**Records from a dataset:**
//! SQLite key-value storage with migrations
//!
//! Each key holds one opaque text value that is read and replaced whole.

use crate::error::{Result, ReviewIqError};
use r2d2::Pool;
use r2d2_sqlite::SqliteConnectionManager;
use rusqlite::{params, OptionalExtension};
use std::path::Path;

/// Database connection pool
pub type DbPool = Pool<SqliteConnectionManager>;

/// Database manager with migration support
pub struct Database {
    pool: DbPool,
}

impl Database {
    /// Open (or create) a database file
    pub fn new(db_path: &Path) -> Result<Self> {
        if let Some(parent) = db_path.parent() {
            std::fs::create_dir_all(parent).map_err(|e| ReviewIqError::Io {
                source: e,
                context: format!("Failed to create database directory: {:?}", parent),
            })?;
        }

        let manager = SqliteConnectionManager::file(db_path).with_init(|conn| {
            conn.execute_batch(
                "
                PRAGMA journal_mode = WAL;
                PRAGMA synchronous = NORMAL;
                PRAGMA busy_timeout = 5000;
                ",
            )
        });

        Self::from_manager(manager)
    }

    /// In-memory database, private to a single pooled connection
    pub fn in_memory() -> Result<Self> {
        Self::from_manager(SqliteConnectionManager::memory())
    }

    fn from_manager(manager: SqliteConnectionManager) -> Result<Self> {
        // One writer at a time; the whole value is replaced on every write
        let pool = Pool::builder()
            .max_size(1)
            .idle_timeout(None)
            .max_lifetime(None)
            .build(manager)
            .map_err(|e| ReviewIqError::Config(format!("Failed to create connection pool: {}", e)))?;

        let db = Self { pool };
        db.migrate()?;
        Ok(db)
    }

    /// Get a connection from the pool
    pub fn get_conn(&self) -> Result<r2d2::PooledConnection<SqliteConnectionManager>> {
        self.pool
            .get()
            .map_err(|e| ReviewIqError::Config(format!("Failed to get connection: {}", e)))
    }

    /// Run database migrations
    fn migrate(&self) -> Result<()> {
        let conn = self.get_conn()?;

        conn.execute(
            "CREATE TABLE IF NOT EXISTS _migrations (
                version INTEGER PRIMARY KEY,
                applied_at TEXT NOT NULL
            )",
            [],
        )?;

        let current_version: i32 = conn.query_row(
            "SELECT COALESCE(MAX(version), 0) FROM _migrations",
            [],
            |row| row.get(0),
        )?;

        for (version, migration) in MIGRATIONS.iter().enumerate() {
            let version = version as i32 + 1;

            if version > current_version {
                tracing::info!("Applying migration {}", version);

                conn.execute_batch(migration)?;

                conn.execute(
                    "INSERT INTO _migrations (version, applied_at) VALUES (?1, datetime('now'))",
                    params![version],
                )?;
            }
        }

        Ok(())
    }

    /// Read the value stored under `key`
    pub fn get(&self, key: &str) -> Result<Option<String>> {
        let conn = self.get_conn()?;
        let value = conn
            .query_row(
                "SELECT value FROM kv_store WHERE key = ?1",
                params![key],
                |row| row.get(0),
            )
            .optional()?;
        Ok(value)
    }

    /// Replace the value stored under `key`
    pub fn set(&self, key: &str, value: &str) -> Result<()> {
        let conn = self.get_conn()?;
        conn.execute(
            "INSERT INTO kv_store (key, value, updated_at) VALUES (?1, ?2, datetime('now'))
             ON CONFLICT(key) DO UPDATE SET value = excluded.value, updated_at = excluded.updated_at",
            params![key, value],
        )?;
        Ok(())
    }
}

/// Database migrations (each string is one migration)
const MIGRATIONS: &[&str] = &[
    // Migration 1: key-value table
    r#"
    CREATE TABLE kv_store (
        key TEXT PRIMARY KEY,
        value TEXT NOT NULL,
        updated_at TEXT NOT NULL
    );
    "#,
];

#[cfg(test)]
mod tests {
    use super::*;
    use tempfile::TempDir;

    #[test]
    fn test_database_creation() {
        let temp_dir = TempDir::new().unwrap();
        let db_path = temp_dir.path().join("nested").join("test.db");

        let _db = Database::new(&db_path).unwrap();
        assert!(db_path.exists());
    }

    #[test]
    fn test_migrations() {
        let db = Database::in_memory().unwrap();
        let conn = db.get_conn().unwrap();
        let version: i32 = conn
            .query_row("SELECT MAX(version) FROM _migrations", [], |row| row.get(0))
            .unwrap();

        assert_eq!(version, MIGRATIONS.len() as i32);
    }

    #[test]
    fn test_migrate_is_idempotent() {
        let db = Database::in_memory().unwrap();
        db.set("k", "kept").unwrap();
        db.migrate().unwrap();
        db.migrate().unwrap();

        let conn = db.get_conn().unwrap();
        let applied: i32 = conn
            .query_row("SELECT COUNT(*) FROM _migrations", [], |row| row.get(0))
            .unwrap();
        assert_eq!(applied, MIGRATIONS.len() as i32);
        drop(conn);
        assert_eq!(db.get("k").unwrap().as_deref(), Some("kept"));
    }

    #[test]
    fn test_get_set_replace() {
        let db = Database::in_memory().unwrap();
        assert_eq!(db.get("k").unwrap(), None);

        db.set("k", "first").unwrap();
        db.set("k", "second").unwrap();
        assert_eq!(db.get("k").unwrap().as_deref(), Some("second"));
    }

    #[test]
    fn test_reopen_keeps_values() {
        let temp_dir = TempDir::new().unwrap();
        let db_path = temp_dir.path().join("test.db");

        {
            let db = Database::new(&db_path).unwrap();
            db.set("k", "persisted").unwrap();
        }

        let db = Database::new(&db_path).unwrap();
        assert_eq!(db.get("k").unwrap().as_deref(), Some("persisted"));
    }
}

**ASSIGNMENT:** Repeat the full set of records exactly.

**OUTPUT BELOW:**
//! SQLite key-value storage with migrations
//!
//! Each key holds one opaque text value that is read and replaced whole.

use crate::error::{Result, ReviewIqError};
use r2d2::Pool;
use r2d2_sqlite::SqliteConnectionManager;
use rusqlite::{params, OptionalExtension};
use std::path::Path;

/// Database connection pool
pub type DbPool = Pool<SqliteConnectionManager>;

/// Database manager with migration support
pub struct Database {
    pool: DbPool,
}

impl Database {
    /// Open (or create) a database file
    pub fn new(db_path: &Path) -> Result<Self> {
        if let Some(parent) = db_path.parent() {
            std::fs::create_dir_all(parent).map_err(|e| ReviewIqError::Io {
                source: e,
                context: format!("Failed to create database directory: {:?}", parent),
            })?;
        }

        let manager = SqliteConnectionManager::file(db_path).with_init(|conn| {
            conn.execute_batch(
                "
                PRAGMA journal_mode = WAL;
                PRAGMA synchronous = NORMAL;
                PRAGMA busy_timeout = 5000;
                ",
            )
        });

        Self::from_manager(manager)
    }

    /// In-memory database, private to a single pooled connection
    pub fn in_memory() -> Result<Self> {
        Self::from_manager(SqliteConnectionManager::memory())
    }

    fn from_manager(manager: SqliteConnectionManager) -> Result<Self> {
        // One writer at a time; the whole value is replaced on every write
        let pool = Pool::builder()
            .max_size(1)
            .idle_timeout(None)
            .max_lifetime(None)
            .build(manager)
            .map_err(|e| ReviewIqError::Config(format!("Failed to create connection pool: {}", e)))?;

        let db = Self { pool };
        db.migrate()?;
        Ok(db)
    }

    /// Get a connection from the pool
    pub fn get_conn(&self) -> Result<r2d2::PooledConnection<SqliteConnectionManager>> {
        self.pool
            .get()
            .map_err(|e| ReviewIqError::Config(format!("Failed to get connection: {}", e)))
    }

    /// Run database migrations
    fn migrate(&self) -> Result<()> {
        let conn = self.get_conn()?;

        conn.execute(
            "CREATE TABLE IF NOT EXISTS _migrations (
                version INTEGER PRIMARY KEY,
                applied_at TEXT NOT NULL
            )",
            [],
        )?;

        let current_version: i32 = conn.query_row(
            "SELECT COALESCE(MAX(version), 0) FROM _migrations",
            [],
            |row| row.get(0),
        )?;

        for (version, migration) in MIGRATIONS.iter().enumerate() {
            let version = version as i32 + 1;

            if version > current_version {
                tracing::info!("Applying migration {}", version);

                conn.execute_batch(migration)?;

                conn.execute(
                    "INSERT INTO _migrations (version, applied_at) VALUES (?1, datetime('now'))",
                    params![version],
                )?;
            }
        }

        Ok(())
    }

    /// Read the value stored under `key`
    pub fn get(&self, key: &str) -> Result<Option<String>> {
        let conn = self.get_conn()?;
        let value = conn
            .query_row(
                "SELECT value FROM kv_store WHERE key = ?1",
                params![key],
                |row| row.get(0),
            )
            .optional()?;
        Ok(value)
    }

    /// Replace the value stored under `key`
    pub fn set(&self, key: &str, value: &str) -> Result<()> {
        let conn = self.get_conn()?;
        conn.execute(
            "INSERT INTO kv_store (key, value, updated_at) VALUES (?1, ?2, datetime('now'))
             ON CONFLICT(key) DO UPDATE SET value = excluded.value, updated_at = excluded.updated_at",
            params![key, value],
        )?;
        Ok(())
    }
}

/// Database migrations (each string is one migration)
const MIGRATIONS: &[&str] = &[
    // Migration 1: key-value table
    r#"
    CREATE TABLE kv_store (
        key TEXT PRIMARY KEY,
        value TEXT NOT NULL,
        updated_at TEXT NOT NULL
    );
    "#,
];

#[cfg(test)]
mod tests {
    use super::*;
    use tempfile::TempDir;

    #[test]
    fn test_database_creation() {
        let temp_dir = TempDir::new().unwrap();
        let db_path = temp_dir.path().join("nested").join("test.db");

        let _db = Database::new(&db_path).unwrap();
        assert!(db_path.exists());
    }

    #[test]
    fn test_migrations() {
        let db = Database::in_memory().unwrap();
        let conn = db.get_conn().unwrap();
        let version: i32 = conn
            .query_row("SELECT MAX(version) FROM _migrations", [], |row| row.get(0))
            .unwrap();

        assert_eq!(version, MIGRATIONS.len() as i32);
    }

    #[test]
    fn test_migrate_is_idempotent() {
        let db = Database::in_memory().unwrap();
        db.set("k", "kept").unwrap();
        db.migrate().unwrap();
        db.migrate().unwrap();

        let conn = db.get_conn().unwrap();
        let applied: i32 = conn
            .query_row("SELECT COUNT(*) FROM _migrations", [], |row| row.get(0))
            .unwrap();
        assert_eq!(applied, MIGRATIONS.len() as i32);
        drop(conn);
        assert_eq!(db.get("k").unwrap().as_deref(), Some("kept"));
    }

    #[test]
    fn test_get_set_replace() {
        let db = Database::in_memory().unwrap();
        assert_eq!(db.get("k").unwrap(), None);

        db.set("k", "first").unwrap();
        db.set("k", "second").unwrap();
        assert_eq!(db.get("k").unwrap().as_deref(), Some("second"));
    }

    #[test]
    fn test_reopen_keeps_values() {
        let temp_dir = TempDir::new().unwrap();
        let db_path = temp_dir.path().join("test.db");

        {
            let db = Database::new(&db_path).unwrap();
            db.set("k", "persisted").unwrap();
        }

        let db = Database::new(&db_path).unwrap();
        assert_eq!(db.get("k").unwrap().as_deref(), Some("persisted"));
    }
}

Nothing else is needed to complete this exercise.